**Directions for this task**. Below is some data. Retype exactly the lines starting at the one with "self.cad_only = true;" and ending at the one with "pub fn height(mut".

**Dataset**.
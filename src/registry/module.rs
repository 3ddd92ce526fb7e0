//! Module and sub-model records, plus the requests that create and change them

use crate::geometry::{Aabb, Size3, Vec3};
use crate::panel::{Features, PanelSet};

use super::error::RegistryError;

/// An attached asset (hardware, insert, decorative piece) inside a module
#[derive(Debug, Clone, PartialEq)]
pub struct SubModel {
    /// Unique within the owning module
    pub instance_id: String,
    /// Source model identifier; rules are keyed by it
    pub model: String,
    /// Module-space centre
    pub position: Vec3,
    /// Bounding size, unknown until the asset reports it
    pub size: Option<Size3>,
    pub material: Option<String>,
    /// Handle filled in once the asset finishes loading
    pub asset: Option<String>,
}

/// Request to attach a sub-model to a module
#[derive(Debug, Clone, PartialEq)]
pub struct SubModelSpec {
    pub instance_id: String,
    pub model: String,
    pub size: Option<Size3>,
    /// Requested module-space centre; `None` asks for auto-position
    pub position: Option<Vec3>,
    pub material: Option<String>,
}

impl SubModelSpec {
    pub fn new(instance_id: impl Into<String>, model: impl Into<String>) -> Self {
        Self {
            instance_id: instance_id.into(),
            model: model.into(),
            size: None,
            position: None,
            material: None,
        }
    }

    pub fn with_size(mut self, width: f64, height: f64, depth: f64) -> Self {
        self.size = Some(Size3::new(width, height, depth));
        self
    }

    pub fn at(mut self, position: Vec3) -> Self {
        self.position = Some(position);
        self
    }

    pub fn with_material(mut self, material: impl Into<String>) -> Self {
        self.material = Some(material.into());
        self
    }

    pub(crate) fn validate(&self) -> Result<(), RegistryError> {
        if let Some(size) = self.size {
            check_length("sub_model.width", Some(size.width))?;
            check_length("sub_model.height", Some(size.height))?;
            check_length("sub_model.depth", Some(size.depth))?;
        }
        if let Some(position) = self.position {
            check_position(position)?;
        }
        Ok(())
    }
}

/// A cabinet unit held by the registry
#[derive(Debug, Clone)]
pub struct Module {
    pub(crate) id: String,
    pub(crate) size: Size3,
    pub(crate) thickness: f64,
    pub(crate) back_thickness: f64,
    pub(crate) features: Features,
    pub(crate) index: usize,
    /// Insertion sequence; breaks ties between equal indices
    pub(crate) seq: u64,
    pub(crate) manual_position: bool,
    pub(crate) position: Vec3,
    /// Yaw about the vertical axis, degrees
    pub(crate) rotation: f64,
    pub(crate) cad_only: bool,
    pub(crate) material: Option<String>,
    pub(crate) panels: PanelSet,
    pub(crate) sub_models: Vec<SubModel>,
}

impl Module {
    pub fn id(&self) -> &str {
        &self.id
    }

    pub fn size(&self) -> Size3 {
        self.size
    }

    pub fn thickness(&self) -> f64 {
        self.thickness
    }

    pub fn back_thickness(&self) -> f64 {
        self.back_thickness
    }

    pub fn features(&self) -> Features {
        self.features
    }

    pub fn index(&self) -> usize {
        self.index
    }

    pub fn is_manual(&self) -> bool {
        self.manual_position
    }

    /// World-space centre
    pub fn position(&self) -> Vec3 {
        self.position
    }

    pub fn rotation(&self) -> f64 {
        self.rotation
    }

    pub fn is_cad_only(&self) -> bool {
        self.cad_only
    }

    pub fn material(&self) -> Option<&str> {
        self.material.as_deref()
    }

    /// Synthesized panels; always empty for cad-only modules
    pub fn panels(&self) -> &PanelSet {
        &self.panels
    }

    pub fn sub_models(&self) -> &[SubModel] {
        &self.sub_models
    }

    pub fn sub_model(&self, instance_id: &str) -> Option<&SubModel> {
        self.sub_models.iter().find(|s| s.instance_id == instance_id)
    }

    /// The module's own box in module space (centre at the origin)
    pub fn local_bounds(&self) -> Aabb {
        Aabb::centered(self.size)
    }

    /// World-space box including yaw
    pub fn world_bounds(&self) -> Aabb {
        Aabb::rotated_footprint(self.position, self.size, self.rotation)
    }

    /// Horizontal span along the flow axis, ignoring rotation
    pub fn flow_extent(&self) -> (f64, f64) {
        let half = self.size.width / 2.0;
        (self.position.x - half, self.position.x + half)
    }
}

/// Request to create a module
#[derive(Debug, Clone, Default, PartialEq)]
pub struct ModuleSpec {
    pub width: Option<f64>,
    pub height: Option<f64>,
    pub depth: Option<f64>,
    /// Fallback for any dimension not given explicitly
    pub size: Option<f64>,
    pub thickness: Option<f64>,
    pub back_thickness: Option<f64>,
    /// Explicit ordering index; defaults to one past the current maximum
    pub index: Option<f64>,
    pub manual_position: bool,
    pub position: Option<Vec3>,
    pub rotation: Option<f64>,
    pub cad_only: bool,
    pub material: Option<String>,
    pub features: Features,
}

impl ModuleSpec {
    pub fn new() -> Self {
        Self::default()
    }

    /// Spec with explicit width, height and depth
    pub fn sized(width: f64, height: f64, depth: f64) -> Self {
        Self {
            width: Some(width),
            height: Some(height),
            depth: Some(depth),
            ..Self::default()
        }
    }

    pub fn with_thickness(mut self, thickness: f64) -> Self {
        self.thickness = Some(thickness);
        self
    }

    pub fn with_back_thickness(mut self, thickness: f64) -> Self {
        self.back_thickness = Some(thickness);
        self
    }

    pub fn with_index(mut self, index: usize) -> Self {
        self.index = Some(index as f64);
        self
    }

    pub fn with_shelves(mut self, count: u32) -> Self {
        self.features.shelves = count;
        self
    }

    pub fn with_doors(mut self, count: u32) -> Self {
        self.features.doors = count;
        self
    }

    pub fn with_drawers(mut self, count: u32) -> Self {
        self.features.drawers = count;
        self
    }

    pub fn with_material(mut self, material: impl Into<String>) -> Self {
        self.material = Some(material.into());
        self
    }

    pub fn with_rotation(mut self, degrees: f64) -> Self {
        self.rotation = Some(degrees);
        self
    }

    /// Pin the module at a caller-chosen position, outside the flow
    pub fn manual_at(mut self, position: Vec3) -> Self {
        self.manual_position = true;
        self.position = Some(position);
        self
    }

    /// Container for an external model, with no panels of its own
    pub fn cad_only(mut self) -> Self {
        self.cad_only = true;
        self
    }

    pub(crate) fn validate(&self) -> Result<(), RegistryError> {
        check_length("width", self.width)?;
        check_length("height", self.height)?;
        check_length("depth", self.depth)?;
        check_length("size", self.size)?;
        check_length("thickness", self.thickness)?;
        check_length("back_thickness", self.back_thickness)?;
        check_index(self.index)?;
        check_finite("rotation", self.rotation)?;
        if let Some(position) = self.position {
            check_position(position)?;
        }
        Ok(())
    }
}

/// Partial update of a live module; `None` leaves a field untouched
#[derive(Debug, Clone, Default, PartialEq)]
pub struct ModuleUpdate {
    pub width: Option<f64>,
    pub height: Option<f64>,
    pub depth: Option<f64>,
    /// Applies to every dimension not given explicitly
    pub size: Option<f64>,
    pub thickness: Option<f64>,
    pub back_thickness: Option<f64>,
    pub index: Option<f64>,
    pub manual_position: Option<bool>,
    pub position: Option<Vec3>,
    pub rotation: Option<f64>,
    pub material: Option<String>,
    pub shelves: Option<u32>,
    pub doors: Option<u32>,
    pub drawers: Option<u32>,
}

impl ModuleUpdate {
    pub fn new() -> Self {
        Self::default()
    }

    pub fn width(mut self, width: f64) -> Self {
        self.width = Some(width);
        self
    }

    pub fn height(mut self, height: f64) -> Self {
        self.height = Some(height);
        self
    }

    pub fn depth(mut self, depth: f64) -> Self {
        self.depth = Some(depth);
        self
    }

    pub fn size(mut self, size: f64) -> Self {
        self.size = Some(size);
        self
    }

    pub fn thickness(mut self, thickness: f64) -> Self {
        self.thickness = Some(thickness);
        self
    }

    pub fn index(mut self, index: f64) -> Self {
        self.index = Some(index);
        self
    }

    pub fn position(mut self, position: Vec3) -> Self {
        self.position = Some(position);
        self
    }

    pub fn manual(mut self, manual: bool) -> Self {
        self.manual_position = Some(manual);
        self
    }

    pub fn rotation(mut self, degrees: f64) -> Self {
        self.rotation = Some(degrees);
        self
    }

    pub fn material(mut self, material: impl Into<String>) -> Self {
        self.material = Some(material.into());
        self
    }

    pub fn shelves(mut self, count: u32) -> Self {
        self.shelves = Some(count);
        self
    }

    pub fn doors(mut self, count: u32) -> Self {
        self.doors = Some(count);
        self
    }

    pub fn drawers(mut self, count: u32) -> Self {
        self.drawers = Some(count);
        self
    }

    pub(crate) fn validate(&self) -> Result<(), RegistryError> {
        check_length("width", self.width)?;
        check_length("height", self.height)?;
        check_length("depth", self.depth)?;
        check_length("size", self.size)?;
        check_length("thickness", self.thickness)?;
        check_length("back_thickness", self.back_thickness)?;
        check_index(self.index)?;
        check_finite("rotation", self.rotation)?;
        if let Some(position) = self.position {
            check_position(position)?;
        }
        Ok(())
    }
}

fn check_length(field: &'static str, value: Option<f64>) -> Result<(), RegistryError> {
    match value {
        Some(v) if !(v.is_finite() && v > 0.0) => Err(RegistryError::invalid(field, v)),
        _ => Ok(()),
    }
}

fn check_finite(field: &'static str, value: Option<f64>) -> Result<(), RegistryError> {
    match value {
        Some(v) if !v.is_finite() => Err(RegistryError::invalid(field, v)),
        _ => Ok(()),
    }
}

/// Indices are whole, non-negative numbers
pub(crate) fn check_index(value: Option<f64>) -> Result<(), RegistryError> {
    match value {
        Some(v) if !(v.is_finite() && v >= 0.0 && v.fract() == 0.0 && v <= usize::MAX as f64) => {
            Err(RegistryError::invalid("index", v))
        }
        _ => Ok(()),
    }
}

pub(crate) fn check_position(position: Vec3) -> Result<(), RegistryError> {
    check_finite("position.x", Some(position.x))?;
    check_finite("position.y", Some(position.y))?;
    check_finite("position.z", Some(position.z))
}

**Result**.
        self.cad_only = true;
        self
    }

    pub(crate) fn validate(&self) -> Result<(), RegistryError> {
        check_length("width", self.width)?;
        check_length("height", self.height)?;
        check_length("depth", self.depth)?;
        check_length("size", self.size)?;
        check_length("thickness", self.thickness)?;
        check_length("back_thickness", self.back_thickness)?;
        check_index(self.index)?;
        check_finite("rotation", self.rotation)?;
        if let Some(position) = self.position {
            check_position(position)?;
        }
        Ok(())
    }
}

/// Partial update of a live module; `None` leaves a field untouched
#[derive(Debug, Clone, Default, PartialEq)]
pub struct ModuleUpdate {
    pub width: Option<f64>,
    pub height: Option<f64>,
    pub depth: Option<f64>,
    /// Applies to every dimension not given explicitly
    pub size: Option<f64>,
    pub thickness: Option<f64>,
    pub back_thickness: Option<f64>,
    pub index: Option<f64>,
    pub manual_position: Option<bool>,
    pub position: Option<Vec3>,
    pub rotation: Option<f64>,
    pub material: Option<String>,
    pub shelves: Option<u32>,
    pub doors: Option<u32>,
    pub drawers: Option<u32>,
}

impl ModuleUpdate {
    pub fn new() -> Self {
        Self::default()
    }

    pub fn width(mut self, width: f64) -> Self {
        self.width = Some(width);
        self
    }

    pub fn height(mut self, height: f64) -> Self {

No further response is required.